YOUR INSTRUCTIONS: A single stretch of the material below is to be transcribed exactly, starting at the line with "with tolerance back-off." and ending after the line with "(the caller re-orients).".

DATA PROVIDED:
- - - - -

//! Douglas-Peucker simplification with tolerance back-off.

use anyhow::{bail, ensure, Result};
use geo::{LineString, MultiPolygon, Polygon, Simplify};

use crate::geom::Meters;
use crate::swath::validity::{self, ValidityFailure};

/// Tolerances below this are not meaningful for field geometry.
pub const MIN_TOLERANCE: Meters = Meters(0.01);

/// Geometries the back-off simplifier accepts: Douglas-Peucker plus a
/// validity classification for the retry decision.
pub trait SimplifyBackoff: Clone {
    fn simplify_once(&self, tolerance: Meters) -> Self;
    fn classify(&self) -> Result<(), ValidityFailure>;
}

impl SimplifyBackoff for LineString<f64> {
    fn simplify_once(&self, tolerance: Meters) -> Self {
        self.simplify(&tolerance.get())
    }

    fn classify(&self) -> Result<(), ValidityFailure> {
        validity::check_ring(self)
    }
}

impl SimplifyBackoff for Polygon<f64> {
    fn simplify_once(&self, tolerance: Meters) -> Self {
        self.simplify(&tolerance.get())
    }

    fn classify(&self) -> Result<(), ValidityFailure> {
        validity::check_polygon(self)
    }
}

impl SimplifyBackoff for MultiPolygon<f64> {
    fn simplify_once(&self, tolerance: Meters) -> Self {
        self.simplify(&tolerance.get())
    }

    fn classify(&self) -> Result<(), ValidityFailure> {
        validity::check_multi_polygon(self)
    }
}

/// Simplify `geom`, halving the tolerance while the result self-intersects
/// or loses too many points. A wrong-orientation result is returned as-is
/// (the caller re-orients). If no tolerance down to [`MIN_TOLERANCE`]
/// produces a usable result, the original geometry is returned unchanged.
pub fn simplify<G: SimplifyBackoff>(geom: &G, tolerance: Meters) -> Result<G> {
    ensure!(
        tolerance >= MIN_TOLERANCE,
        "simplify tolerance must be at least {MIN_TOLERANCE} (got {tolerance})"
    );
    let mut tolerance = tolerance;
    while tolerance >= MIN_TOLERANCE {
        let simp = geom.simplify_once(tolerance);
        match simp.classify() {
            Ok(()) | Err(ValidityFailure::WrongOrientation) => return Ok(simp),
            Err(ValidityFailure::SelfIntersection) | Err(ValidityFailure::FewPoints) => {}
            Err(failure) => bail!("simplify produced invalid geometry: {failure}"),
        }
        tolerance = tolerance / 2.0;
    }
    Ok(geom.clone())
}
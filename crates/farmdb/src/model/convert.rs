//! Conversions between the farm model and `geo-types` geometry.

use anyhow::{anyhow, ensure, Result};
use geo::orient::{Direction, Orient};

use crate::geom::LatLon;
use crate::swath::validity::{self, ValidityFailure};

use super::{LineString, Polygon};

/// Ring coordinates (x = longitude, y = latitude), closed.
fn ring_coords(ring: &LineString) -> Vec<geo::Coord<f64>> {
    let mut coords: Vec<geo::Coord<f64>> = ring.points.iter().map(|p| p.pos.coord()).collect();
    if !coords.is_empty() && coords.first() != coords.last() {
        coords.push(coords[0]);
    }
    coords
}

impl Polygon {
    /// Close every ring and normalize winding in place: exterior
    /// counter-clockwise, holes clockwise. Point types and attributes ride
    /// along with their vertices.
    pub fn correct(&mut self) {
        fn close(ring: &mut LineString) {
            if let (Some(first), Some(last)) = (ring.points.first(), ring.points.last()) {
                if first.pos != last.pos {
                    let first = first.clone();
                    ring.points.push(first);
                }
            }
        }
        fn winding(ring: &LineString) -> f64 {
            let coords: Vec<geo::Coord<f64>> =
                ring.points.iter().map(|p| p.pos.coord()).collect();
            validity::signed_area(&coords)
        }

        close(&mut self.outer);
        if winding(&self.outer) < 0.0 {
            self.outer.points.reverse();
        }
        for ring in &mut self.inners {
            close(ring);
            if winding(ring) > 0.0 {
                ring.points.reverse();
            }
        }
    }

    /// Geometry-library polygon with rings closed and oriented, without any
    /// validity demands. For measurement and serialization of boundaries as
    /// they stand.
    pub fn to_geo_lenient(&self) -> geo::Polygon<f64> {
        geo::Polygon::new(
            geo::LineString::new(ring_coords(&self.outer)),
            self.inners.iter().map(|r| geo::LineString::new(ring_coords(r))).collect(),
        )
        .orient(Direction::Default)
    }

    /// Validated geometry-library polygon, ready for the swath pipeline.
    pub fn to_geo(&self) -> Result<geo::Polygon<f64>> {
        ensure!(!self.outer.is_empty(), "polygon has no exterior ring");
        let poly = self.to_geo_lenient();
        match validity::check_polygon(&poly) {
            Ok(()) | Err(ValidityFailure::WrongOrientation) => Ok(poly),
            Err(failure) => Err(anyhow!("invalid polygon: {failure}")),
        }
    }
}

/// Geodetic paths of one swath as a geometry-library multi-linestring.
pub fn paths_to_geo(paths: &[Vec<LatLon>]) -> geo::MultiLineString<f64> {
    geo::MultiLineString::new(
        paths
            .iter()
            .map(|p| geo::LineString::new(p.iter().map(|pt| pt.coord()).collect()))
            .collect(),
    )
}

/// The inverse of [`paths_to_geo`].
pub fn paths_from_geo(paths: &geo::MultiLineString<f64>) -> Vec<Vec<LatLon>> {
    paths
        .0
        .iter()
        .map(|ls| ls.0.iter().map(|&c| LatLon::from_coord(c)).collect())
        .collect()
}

- - - - -

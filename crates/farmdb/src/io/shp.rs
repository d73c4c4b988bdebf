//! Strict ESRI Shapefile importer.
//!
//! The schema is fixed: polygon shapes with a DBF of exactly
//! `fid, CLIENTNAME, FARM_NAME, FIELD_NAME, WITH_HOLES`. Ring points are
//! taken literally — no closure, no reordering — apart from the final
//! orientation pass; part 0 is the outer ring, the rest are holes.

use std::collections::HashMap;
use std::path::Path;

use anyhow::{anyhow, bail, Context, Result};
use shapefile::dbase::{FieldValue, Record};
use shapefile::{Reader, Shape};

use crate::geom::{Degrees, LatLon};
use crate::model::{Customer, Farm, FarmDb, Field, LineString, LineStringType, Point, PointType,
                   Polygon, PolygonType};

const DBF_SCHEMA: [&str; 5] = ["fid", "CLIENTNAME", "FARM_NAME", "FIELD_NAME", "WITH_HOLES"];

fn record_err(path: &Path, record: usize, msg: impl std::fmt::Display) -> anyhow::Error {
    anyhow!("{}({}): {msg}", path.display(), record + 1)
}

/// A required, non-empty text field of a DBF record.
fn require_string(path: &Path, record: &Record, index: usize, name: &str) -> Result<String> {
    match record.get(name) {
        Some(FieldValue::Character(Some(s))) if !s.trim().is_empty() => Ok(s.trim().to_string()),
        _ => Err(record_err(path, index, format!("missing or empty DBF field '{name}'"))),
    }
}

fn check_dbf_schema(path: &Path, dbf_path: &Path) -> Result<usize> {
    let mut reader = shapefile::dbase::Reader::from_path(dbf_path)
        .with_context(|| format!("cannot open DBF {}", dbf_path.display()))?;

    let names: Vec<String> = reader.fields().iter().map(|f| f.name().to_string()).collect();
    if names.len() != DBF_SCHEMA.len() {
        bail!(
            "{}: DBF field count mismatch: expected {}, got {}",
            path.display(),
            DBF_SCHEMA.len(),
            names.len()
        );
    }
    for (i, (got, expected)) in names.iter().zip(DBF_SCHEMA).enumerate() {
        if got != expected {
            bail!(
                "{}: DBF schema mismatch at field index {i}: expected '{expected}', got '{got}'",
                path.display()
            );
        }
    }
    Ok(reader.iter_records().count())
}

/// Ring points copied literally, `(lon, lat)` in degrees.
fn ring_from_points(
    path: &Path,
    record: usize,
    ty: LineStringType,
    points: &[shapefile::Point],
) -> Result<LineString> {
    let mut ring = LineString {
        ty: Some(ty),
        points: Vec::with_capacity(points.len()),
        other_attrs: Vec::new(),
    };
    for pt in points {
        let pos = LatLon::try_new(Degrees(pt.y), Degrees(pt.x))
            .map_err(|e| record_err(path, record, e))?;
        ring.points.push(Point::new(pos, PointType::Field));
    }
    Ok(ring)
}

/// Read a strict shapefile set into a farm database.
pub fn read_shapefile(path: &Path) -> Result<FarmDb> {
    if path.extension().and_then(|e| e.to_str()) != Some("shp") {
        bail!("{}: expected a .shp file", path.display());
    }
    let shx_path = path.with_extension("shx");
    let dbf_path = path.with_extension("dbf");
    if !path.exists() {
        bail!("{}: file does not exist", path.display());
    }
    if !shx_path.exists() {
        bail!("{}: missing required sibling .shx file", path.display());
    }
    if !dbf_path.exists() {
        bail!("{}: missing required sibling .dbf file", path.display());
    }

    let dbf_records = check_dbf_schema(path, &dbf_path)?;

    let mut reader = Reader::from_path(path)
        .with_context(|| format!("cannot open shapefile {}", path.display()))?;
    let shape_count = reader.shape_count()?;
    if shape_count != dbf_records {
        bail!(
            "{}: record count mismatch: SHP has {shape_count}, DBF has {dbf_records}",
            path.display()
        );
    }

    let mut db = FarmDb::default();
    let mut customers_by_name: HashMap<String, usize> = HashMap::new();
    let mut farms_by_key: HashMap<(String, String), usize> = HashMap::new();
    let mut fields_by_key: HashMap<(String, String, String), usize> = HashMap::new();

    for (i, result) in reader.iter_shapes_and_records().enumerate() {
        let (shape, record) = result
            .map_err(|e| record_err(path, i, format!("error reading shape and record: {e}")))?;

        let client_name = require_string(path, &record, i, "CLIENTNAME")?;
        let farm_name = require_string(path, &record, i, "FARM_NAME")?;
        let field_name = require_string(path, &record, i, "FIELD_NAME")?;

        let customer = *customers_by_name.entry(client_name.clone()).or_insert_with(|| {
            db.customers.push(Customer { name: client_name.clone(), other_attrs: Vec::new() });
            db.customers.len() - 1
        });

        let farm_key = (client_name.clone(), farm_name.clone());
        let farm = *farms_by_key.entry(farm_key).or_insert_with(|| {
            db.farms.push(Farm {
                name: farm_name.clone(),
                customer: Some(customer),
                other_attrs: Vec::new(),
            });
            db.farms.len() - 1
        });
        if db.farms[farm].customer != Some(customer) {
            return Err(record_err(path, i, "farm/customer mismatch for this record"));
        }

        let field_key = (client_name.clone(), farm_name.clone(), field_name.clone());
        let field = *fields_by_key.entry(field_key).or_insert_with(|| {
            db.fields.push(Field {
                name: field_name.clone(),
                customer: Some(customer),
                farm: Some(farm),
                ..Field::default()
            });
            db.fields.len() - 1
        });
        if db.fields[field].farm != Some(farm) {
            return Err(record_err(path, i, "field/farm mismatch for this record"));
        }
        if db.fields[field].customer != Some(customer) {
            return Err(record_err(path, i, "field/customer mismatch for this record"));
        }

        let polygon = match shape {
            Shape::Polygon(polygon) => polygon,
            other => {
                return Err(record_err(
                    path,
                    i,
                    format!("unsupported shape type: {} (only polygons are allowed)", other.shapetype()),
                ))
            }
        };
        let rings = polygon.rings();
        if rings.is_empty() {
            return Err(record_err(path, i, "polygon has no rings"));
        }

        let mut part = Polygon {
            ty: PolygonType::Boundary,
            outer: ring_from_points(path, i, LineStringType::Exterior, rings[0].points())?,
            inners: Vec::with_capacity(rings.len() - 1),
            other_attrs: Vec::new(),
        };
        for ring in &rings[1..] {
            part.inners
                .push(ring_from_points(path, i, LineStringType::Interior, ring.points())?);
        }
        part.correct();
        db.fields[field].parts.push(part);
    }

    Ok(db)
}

- - - - -

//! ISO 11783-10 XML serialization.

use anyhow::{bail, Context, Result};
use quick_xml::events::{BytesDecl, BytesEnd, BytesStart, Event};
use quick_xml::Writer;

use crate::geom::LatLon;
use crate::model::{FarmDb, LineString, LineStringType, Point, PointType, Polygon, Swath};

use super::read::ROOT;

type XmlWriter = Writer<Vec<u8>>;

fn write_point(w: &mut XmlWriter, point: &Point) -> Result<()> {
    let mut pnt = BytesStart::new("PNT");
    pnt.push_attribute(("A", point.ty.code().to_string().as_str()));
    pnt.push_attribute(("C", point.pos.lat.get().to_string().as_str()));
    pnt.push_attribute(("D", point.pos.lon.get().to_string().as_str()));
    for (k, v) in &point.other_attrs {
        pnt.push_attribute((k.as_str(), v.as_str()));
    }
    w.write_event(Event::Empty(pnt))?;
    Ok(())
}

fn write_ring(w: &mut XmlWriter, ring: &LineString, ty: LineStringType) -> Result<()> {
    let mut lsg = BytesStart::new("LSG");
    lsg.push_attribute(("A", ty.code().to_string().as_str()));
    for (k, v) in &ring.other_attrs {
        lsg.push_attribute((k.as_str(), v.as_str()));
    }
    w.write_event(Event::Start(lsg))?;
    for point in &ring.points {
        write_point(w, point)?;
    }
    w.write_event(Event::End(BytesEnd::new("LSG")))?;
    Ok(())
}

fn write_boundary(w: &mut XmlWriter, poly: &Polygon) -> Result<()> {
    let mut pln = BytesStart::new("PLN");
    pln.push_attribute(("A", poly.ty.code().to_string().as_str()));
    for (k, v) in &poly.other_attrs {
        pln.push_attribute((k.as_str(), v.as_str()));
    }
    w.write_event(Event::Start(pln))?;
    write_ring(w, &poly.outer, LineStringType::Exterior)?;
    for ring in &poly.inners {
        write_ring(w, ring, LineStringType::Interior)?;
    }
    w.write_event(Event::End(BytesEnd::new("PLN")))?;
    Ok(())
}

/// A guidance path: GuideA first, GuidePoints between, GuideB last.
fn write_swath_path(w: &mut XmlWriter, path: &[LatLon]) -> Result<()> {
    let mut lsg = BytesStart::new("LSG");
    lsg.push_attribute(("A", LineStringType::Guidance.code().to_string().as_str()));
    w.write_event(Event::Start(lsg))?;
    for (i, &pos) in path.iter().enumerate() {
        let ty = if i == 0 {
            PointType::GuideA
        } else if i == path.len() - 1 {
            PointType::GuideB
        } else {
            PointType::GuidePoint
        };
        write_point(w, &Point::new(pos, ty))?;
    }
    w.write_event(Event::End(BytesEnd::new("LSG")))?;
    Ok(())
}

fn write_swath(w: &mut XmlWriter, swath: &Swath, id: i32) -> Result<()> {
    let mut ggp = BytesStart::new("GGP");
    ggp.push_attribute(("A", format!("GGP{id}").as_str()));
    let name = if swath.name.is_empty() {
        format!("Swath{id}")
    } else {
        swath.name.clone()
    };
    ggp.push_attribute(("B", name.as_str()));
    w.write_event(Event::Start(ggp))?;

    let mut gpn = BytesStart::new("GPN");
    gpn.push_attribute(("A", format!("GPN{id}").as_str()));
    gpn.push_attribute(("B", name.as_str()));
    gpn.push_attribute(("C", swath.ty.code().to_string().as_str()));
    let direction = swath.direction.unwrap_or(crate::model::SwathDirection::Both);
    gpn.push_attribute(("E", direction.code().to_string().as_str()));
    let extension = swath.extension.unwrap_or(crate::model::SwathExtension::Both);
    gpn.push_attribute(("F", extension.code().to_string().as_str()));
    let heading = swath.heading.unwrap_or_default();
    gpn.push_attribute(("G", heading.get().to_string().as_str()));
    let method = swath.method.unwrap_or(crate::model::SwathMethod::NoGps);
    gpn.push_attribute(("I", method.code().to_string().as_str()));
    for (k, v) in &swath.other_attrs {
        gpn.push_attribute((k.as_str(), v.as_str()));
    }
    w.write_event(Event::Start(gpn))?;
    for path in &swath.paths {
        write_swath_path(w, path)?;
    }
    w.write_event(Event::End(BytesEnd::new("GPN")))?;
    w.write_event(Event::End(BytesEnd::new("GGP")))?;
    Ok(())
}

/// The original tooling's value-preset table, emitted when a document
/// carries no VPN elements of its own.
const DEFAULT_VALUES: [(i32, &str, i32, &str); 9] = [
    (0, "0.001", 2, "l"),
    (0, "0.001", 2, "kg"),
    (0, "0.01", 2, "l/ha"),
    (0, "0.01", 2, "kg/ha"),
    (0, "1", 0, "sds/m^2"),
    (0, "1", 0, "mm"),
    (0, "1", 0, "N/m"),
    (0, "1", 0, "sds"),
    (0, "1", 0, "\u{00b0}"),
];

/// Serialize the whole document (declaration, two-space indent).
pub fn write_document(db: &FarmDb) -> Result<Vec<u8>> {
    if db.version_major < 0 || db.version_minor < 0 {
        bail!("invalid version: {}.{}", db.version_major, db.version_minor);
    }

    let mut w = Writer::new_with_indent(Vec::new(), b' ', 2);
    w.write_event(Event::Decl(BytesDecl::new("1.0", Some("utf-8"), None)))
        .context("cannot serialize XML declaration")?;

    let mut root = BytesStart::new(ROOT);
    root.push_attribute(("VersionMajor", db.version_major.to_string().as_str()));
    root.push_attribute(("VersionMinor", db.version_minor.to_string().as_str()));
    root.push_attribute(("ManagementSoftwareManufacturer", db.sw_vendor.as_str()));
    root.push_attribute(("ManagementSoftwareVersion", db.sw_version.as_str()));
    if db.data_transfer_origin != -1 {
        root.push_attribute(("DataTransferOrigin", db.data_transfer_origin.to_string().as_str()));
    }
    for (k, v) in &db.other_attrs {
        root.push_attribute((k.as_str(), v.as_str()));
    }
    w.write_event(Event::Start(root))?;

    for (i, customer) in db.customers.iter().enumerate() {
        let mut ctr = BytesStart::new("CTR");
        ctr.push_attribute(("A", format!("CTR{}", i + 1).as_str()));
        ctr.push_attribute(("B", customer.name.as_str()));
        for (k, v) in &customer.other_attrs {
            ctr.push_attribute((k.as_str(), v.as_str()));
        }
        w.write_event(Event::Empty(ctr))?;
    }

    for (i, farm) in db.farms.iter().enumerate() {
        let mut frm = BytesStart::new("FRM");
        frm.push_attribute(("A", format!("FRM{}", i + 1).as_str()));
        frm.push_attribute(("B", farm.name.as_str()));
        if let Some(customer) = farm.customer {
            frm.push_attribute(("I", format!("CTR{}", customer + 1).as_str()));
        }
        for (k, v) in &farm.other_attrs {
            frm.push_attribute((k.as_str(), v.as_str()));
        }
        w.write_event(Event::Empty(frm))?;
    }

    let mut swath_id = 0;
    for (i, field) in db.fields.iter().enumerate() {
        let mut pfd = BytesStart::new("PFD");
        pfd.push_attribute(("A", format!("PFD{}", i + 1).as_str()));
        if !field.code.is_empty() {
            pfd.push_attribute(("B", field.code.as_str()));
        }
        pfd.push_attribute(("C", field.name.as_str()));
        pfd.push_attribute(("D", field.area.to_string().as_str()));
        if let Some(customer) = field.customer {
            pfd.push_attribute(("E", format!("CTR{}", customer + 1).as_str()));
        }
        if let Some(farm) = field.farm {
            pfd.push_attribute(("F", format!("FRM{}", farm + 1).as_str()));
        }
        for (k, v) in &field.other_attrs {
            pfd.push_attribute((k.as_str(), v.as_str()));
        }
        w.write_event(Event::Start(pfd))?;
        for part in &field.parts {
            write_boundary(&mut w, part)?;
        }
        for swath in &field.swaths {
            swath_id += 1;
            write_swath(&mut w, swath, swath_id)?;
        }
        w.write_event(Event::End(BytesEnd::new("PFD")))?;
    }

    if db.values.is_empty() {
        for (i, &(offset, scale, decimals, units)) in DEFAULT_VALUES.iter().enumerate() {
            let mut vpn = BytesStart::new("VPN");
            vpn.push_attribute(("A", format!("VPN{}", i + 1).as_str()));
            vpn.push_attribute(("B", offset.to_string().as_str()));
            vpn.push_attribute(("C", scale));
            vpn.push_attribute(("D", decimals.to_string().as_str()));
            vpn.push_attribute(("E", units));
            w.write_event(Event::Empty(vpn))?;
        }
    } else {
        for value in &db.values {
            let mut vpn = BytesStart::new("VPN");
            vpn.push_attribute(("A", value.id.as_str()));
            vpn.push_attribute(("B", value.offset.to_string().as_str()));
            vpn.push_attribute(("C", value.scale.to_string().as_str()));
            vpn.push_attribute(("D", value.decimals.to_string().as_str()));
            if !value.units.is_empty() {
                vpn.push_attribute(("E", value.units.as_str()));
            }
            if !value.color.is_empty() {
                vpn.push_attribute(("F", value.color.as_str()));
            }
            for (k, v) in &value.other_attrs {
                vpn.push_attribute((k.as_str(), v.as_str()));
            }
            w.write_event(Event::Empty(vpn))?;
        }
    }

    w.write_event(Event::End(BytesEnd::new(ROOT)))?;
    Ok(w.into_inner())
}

- - - - -

WRITTEN REPLY:
//! Douglas-Peucker simplification with tolerance back-off.

use anyhow::{bail, ensure, Result};
use geo::{LineString, MultiPolygon, Polygon, Simplify};

use crate::geom::Meters;
use crate::swath::validity::{self, ValidityFailure};

/// Tolerances below this are not meaningful for field geometry.
pub const MIN_TOLERANCE: Meters = Meters(0.01);

/// Geometries the back-off simplifier accepts: Douglas-Peucker plus a
/// validity classification for the retry decision.
pub trait SimplifyBackoff: Clone {
    fn simplify_once(&self, tolerance: Meters) -> Self;
    fn classify(&self) -> Result<(), ValidityFailure>;
}

impl SimplifyBackoff for LineString<f64> {
    fn simplify_once(&self, tolerance: Meters) -> Self {
        self.simplify(&tolerance.get())
    }

    fn classify(&self) -> Result<(), ValidityFailure> {
        validity::check_ring(self)
    }
}

impl SimplifyBackoff for Polygon<f64> {
    fn simplify_once(&self, tolerance: Meters) -> Self {
        self.simplify(&tolerance.get())
    }

    fn classify(&self) -> Result<(), ValidityFailure> {
        validity::check_polygon(self)
    }
}

impl SimplifyBackoff for MultiPolygon<f64> {
    fn simplify_once(&self, tolerance: Meters) -> Self {
        self.simplify(&tolerance.get())
    }

    fn classify(&self) -> Result<(), ValidityFailure> {
        validity::check_multi_polygon(self)
    }
}

/// Simplify `geom`, halving the tolerance while the result self-intersects
/// or loses too many points. A wrong-orientation result is returned as-is
/// (the caller re-orients). If no tolerance down to [`MIN_TOLERANCE`]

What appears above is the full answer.